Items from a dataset

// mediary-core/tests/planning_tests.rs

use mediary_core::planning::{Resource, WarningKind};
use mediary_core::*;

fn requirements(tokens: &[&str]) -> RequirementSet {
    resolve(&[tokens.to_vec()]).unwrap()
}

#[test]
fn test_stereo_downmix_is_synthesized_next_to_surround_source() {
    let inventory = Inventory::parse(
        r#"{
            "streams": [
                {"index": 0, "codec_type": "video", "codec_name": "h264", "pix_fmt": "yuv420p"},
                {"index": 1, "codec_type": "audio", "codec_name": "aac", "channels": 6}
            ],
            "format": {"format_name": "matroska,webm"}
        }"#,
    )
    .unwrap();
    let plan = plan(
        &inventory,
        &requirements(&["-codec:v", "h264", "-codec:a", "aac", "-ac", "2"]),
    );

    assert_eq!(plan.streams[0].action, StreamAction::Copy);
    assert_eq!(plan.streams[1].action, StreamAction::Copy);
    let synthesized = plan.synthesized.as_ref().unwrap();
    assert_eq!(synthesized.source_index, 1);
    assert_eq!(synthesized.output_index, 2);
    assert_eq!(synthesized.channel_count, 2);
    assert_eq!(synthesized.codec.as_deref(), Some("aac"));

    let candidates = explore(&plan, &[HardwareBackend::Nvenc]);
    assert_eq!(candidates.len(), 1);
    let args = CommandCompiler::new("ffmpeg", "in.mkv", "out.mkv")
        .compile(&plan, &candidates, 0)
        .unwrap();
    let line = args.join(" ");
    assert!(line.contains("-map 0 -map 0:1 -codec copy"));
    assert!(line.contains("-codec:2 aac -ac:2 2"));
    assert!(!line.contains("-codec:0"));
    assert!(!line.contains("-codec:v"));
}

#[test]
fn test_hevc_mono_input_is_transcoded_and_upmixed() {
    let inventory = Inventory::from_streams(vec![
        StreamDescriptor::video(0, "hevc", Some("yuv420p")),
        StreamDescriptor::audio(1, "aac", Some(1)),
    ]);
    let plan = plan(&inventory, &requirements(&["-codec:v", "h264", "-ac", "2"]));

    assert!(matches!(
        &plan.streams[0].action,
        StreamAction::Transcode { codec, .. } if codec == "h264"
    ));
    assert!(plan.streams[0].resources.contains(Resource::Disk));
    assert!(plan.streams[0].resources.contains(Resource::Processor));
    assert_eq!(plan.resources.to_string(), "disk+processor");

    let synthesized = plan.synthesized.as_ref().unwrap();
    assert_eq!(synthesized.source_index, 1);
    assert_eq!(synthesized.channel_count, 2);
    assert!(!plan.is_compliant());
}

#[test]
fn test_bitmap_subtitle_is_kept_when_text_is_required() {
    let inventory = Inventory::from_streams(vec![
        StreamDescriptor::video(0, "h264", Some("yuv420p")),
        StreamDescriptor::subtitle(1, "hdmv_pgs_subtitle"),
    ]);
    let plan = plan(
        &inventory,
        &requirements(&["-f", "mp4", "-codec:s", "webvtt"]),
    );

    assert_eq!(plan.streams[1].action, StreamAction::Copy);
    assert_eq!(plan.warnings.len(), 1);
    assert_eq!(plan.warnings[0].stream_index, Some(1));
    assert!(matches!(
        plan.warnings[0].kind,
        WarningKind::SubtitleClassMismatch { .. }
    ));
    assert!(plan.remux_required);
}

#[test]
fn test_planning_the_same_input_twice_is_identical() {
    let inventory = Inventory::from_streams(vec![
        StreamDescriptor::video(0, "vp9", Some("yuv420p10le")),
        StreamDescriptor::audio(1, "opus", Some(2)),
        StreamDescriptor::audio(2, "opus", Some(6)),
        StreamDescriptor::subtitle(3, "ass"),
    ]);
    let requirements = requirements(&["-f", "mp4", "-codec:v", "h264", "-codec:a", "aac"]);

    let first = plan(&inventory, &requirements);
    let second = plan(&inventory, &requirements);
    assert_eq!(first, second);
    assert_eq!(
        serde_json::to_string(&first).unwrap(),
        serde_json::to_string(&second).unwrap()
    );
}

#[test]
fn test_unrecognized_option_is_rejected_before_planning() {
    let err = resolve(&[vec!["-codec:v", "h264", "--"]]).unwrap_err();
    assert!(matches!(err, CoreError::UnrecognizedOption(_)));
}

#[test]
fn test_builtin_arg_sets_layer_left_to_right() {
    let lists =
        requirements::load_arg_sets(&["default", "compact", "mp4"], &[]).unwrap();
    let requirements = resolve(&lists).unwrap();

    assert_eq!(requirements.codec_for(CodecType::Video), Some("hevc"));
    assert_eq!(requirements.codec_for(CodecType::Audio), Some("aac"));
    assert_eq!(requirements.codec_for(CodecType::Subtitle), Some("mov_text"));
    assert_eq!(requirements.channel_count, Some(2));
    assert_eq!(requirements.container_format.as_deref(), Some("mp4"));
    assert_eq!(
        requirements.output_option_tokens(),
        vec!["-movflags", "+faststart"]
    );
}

_Exercise details_:
Give back the records above, character for character.

_Answer space_:
// mediary-core/tests/planning_tests.rs

use mediary_core::planning::{Resource, WarningKind};
use mediary_core::*;

fn requirements(tokens: &[&str]) -> RequirementSet {
    resolve(&[tokens.to_vec()]).unwrap()
}

#[test]
fn test_stereo_downmix_is_synthesized_next_to_surround_source() {
    let inventory = Inventory::parse(
        r#"{
            "streams": [
                {"index": 0, "codec_type": "video", "codec_name": "h264", "pix_fmt": "yuv420p"},
                {"index": 1, "codec_type": "audio", "codec_name": "aac", "channels": 6}
            ],
            "format": {"format_name": "matroska,webm"}
        }"#,
    )
    .unwrap();
    let plan = plan(
        &inventory,
        &requirements(&["-codec:v", "h264", "-codec:a", "aac", "-ac", "2"]),
    );

    assert_eq!(plan.streams[0].action, StreamAction::Copy);
    assert_eq!(plan.streams[1].action, StreamAction::Copy);
    let synthesized = plan.synthesized.as_ref().unwrap();
    assert_eq!(synthesized.source_index, 1);
    assert_eq!(synthesized.output_index, 2);
    assert_eq!(synthesized.channel_count, 2);
    assert_eq!(synthesized.codec.as_deref(), Some("aac"));

    let candidates = explore(&plan, &[HardwareBackend::Nvenc]);
    assert_eq!(candidates.len(), 1);
    let args = CommandCompiler::new("ffmpeg", "in.mkv", "out.mkv")
        .compile(&plan, &candidates, 0)
        .unwrap();
    let line = args.join(" ");
    assert!(line.contains("-map 0 -map 0:1 -codec copy"));
    assert!(line.contains("-codec:2 aac -ac:2 2"));
    assert!(!line.contains("-codec:0"));
    assert!(!line.contains("-codec:v"));
}

#[test]
fn test_hevc_mono_input_is_transcoded_and_upmixed() {
    let inventory = Inventory::from_streams(vec![
        StreamDescriptor::video(0, "hevc", Some("yuv420p")),
        StreamDescriptor::audio(1, "aac", Some(1)),
    ]);
    let plan = plan(&inventory, &requirements(&["-codec:v", "h264", "-ac", "2"]));

    assert!(matches!(
        &plan.streams[0].action,
        StreamAction::Transcode { codec, .. } if codec == "h264"
    ));
    assert!(plan.streams[0].resources.contains(Resource::Disk));
    assert!(plan.streams[0].resources.contains(Resource::Processor));
    assert_eq!(plan.resources.to_string(), "disk+processor");

    let synthesized = plan.synthesized.as_ref().unwrap();
    assert_eq!(synthesized.source_index, 1);
    assert_eq!(synthesized.channel_count, 2);
    assert!(!plan.is_compliant());
}

#[test]
fn test_bitmap_subtitle_is_kept_when_text_is_required() {
    let inventory = Inventory::from_streams(vec![
        StreamDescriptor::video(0, "h264", Some("yuv420p")),
        StreamDescriptor::subtitle(1, "hdmv_pgs_subtitle"),
    ]);
    let plan = plan(
        &inventory,
        &requirements(&["-f", "mp4", "-codec:s", "webvtt"]),
    );

    assert_eq!(plan.streams[1].action, StreamAction::Copy);
    assert_eq!(plan.warnings.len(), 1);
    assert_eq!(plan.warnings[0].stream_index, Some(1));
    assert!(matches!(
        plan.warnings[0].kind,
        WarningKind::SubtitleClassMismatch { .. }
    ));
    assert!(plan.remux_required);
}

#[test]
fn test_planning_the_same_input_twice_is_identical() {
    let inventory = Inventory::from_streams(vec![
        StreamDescriptor::video(0, "vp9", Some("yuv420p10le")),
        StreamDescriptor::audio(1, "opus", Some(2)),
        StreamDescriptor::audio(2, "opus", Some(6)),
        StreamDescriptor::subtitle(3, "ass"),
    ]);
    let requirements = requirements(&["-f", "mp4", "-codec:v", "h264", "-codec:a", "aac"]);

    let first = plan(&inventory, &requirements);
    let second = plan(&inventory, &requirements);
    assert_eq!(first, second);
    assert_eq!(
        serde_json::to_string(&first).unwrap(),
        serde_json::to_string(&second).unwrap()
    );
}

#[test]
fn test_unrecognized_option_is_rejected_before_planning() {
    let err = resolve(&[vec!["-codec:v", "h264", "--"]]).unwrap_err();
    assert!(matches!(err, CoreError::UnrecognizedOption(_)));
}

#[test]
fn test_builtin_arg_sets_layer_left_to_right() {
    let lists =
        requirements::load_arg_sets(&["default", "compact", "mp4"], &[]).unwrap();
    let requirements = resolve(&lists).unwrap();

    assert_eq!(requirements.codec_for(CodecType::Video), Some("hevc"));
    assert_eq!(requirements.codec_for(CodecType::Audio), Some("aac"));
    assert_eq!(requirements.codec_for(CodecType::Subtitle), Some("mov_text"));
    assert_eq!(requirements.channel_count, Some(2));
    assert_eq!(requirements.container_format.as_deref(), Some("mp4"));
    assert_eq!(
        requirements.output_option_tokens(),
        vec!["-movflags", "+faststart"]
    );
}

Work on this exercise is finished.